[RECORDS SHOWN]
- - - - - - -
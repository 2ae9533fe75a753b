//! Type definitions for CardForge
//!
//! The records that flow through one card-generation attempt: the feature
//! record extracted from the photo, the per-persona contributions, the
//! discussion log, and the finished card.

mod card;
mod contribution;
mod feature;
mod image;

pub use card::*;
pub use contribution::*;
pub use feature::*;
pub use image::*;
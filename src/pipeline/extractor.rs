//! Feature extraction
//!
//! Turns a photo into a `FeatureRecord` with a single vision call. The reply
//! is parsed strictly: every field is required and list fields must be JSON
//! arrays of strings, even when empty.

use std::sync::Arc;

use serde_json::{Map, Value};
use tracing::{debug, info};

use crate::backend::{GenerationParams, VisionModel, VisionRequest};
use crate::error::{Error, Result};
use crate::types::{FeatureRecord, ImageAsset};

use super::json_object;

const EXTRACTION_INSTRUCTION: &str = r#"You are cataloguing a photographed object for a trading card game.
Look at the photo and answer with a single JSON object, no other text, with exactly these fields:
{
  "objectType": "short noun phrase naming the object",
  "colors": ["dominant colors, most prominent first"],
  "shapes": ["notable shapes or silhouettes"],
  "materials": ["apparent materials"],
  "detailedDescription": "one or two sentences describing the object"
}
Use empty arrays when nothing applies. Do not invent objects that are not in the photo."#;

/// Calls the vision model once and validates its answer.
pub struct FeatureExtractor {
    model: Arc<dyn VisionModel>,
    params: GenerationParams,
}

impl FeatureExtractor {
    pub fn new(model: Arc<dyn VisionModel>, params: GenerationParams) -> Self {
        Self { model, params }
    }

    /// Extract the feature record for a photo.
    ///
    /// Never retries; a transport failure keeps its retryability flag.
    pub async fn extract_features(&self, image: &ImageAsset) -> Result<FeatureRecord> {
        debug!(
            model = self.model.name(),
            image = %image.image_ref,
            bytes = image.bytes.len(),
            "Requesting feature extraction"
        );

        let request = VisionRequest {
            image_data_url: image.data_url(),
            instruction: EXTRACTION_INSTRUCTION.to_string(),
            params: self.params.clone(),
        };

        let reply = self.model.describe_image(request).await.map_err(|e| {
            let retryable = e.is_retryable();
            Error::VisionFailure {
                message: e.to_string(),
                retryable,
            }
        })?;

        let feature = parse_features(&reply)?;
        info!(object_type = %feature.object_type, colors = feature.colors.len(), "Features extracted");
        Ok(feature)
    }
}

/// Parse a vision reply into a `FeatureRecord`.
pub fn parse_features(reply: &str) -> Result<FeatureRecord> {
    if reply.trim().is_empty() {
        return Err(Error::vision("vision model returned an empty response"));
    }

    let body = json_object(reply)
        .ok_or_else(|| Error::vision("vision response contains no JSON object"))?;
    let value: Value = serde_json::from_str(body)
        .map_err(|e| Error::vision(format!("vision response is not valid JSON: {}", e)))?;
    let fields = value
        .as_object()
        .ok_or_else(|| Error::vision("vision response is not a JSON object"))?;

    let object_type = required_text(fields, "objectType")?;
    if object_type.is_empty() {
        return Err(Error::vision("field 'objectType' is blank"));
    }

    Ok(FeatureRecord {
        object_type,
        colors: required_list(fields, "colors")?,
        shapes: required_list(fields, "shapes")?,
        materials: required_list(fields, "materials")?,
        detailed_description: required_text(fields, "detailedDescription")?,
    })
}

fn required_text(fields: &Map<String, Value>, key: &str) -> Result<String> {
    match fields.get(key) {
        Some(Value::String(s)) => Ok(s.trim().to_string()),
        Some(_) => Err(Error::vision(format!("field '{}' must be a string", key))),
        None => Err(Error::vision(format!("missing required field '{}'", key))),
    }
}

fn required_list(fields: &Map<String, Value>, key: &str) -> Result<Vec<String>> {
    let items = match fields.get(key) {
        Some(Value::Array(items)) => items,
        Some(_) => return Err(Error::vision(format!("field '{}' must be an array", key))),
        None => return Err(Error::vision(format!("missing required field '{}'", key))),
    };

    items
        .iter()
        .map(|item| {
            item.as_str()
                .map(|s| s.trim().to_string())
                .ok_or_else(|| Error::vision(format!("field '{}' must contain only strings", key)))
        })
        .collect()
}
- - - - - - -
[EXERCISE] From the listing above, output exactly the run of lines that starts with the line containing "let request = VisionRequest" and ends with the line containing "let body = json_object(reply)".

[FINAL ANSWER]
        let request = VisionRequest {
            image_data_url: image.data_url(),
            instruction: EXTRACTION_INSTRUCTION.to_string(),
            params: self.params.clone(),
        };

        let reply = self.model.describe_image(request).await.map_err(|e| {
            let retryable = e.is_retryable();
            Error::VisionFailure {
                message: e.to_string(),
                retryable,
            }
        })?;

        let feature = parse_features(&reply)?;
        info!(object_type = %feature.object_type, colors = feature.colors.len(), "Features extracted");
        Ok(feature)
    }
}

/// Parse a vision reply into a `FeatureRecord`.
pub fn parse_features(reply: &str) -> Result<FeatureRecord> {
    if reply.trim().is_empty() {
        return Err(Error::vision("vision model returned an empty response"));
    }

    let body = json_object(reply)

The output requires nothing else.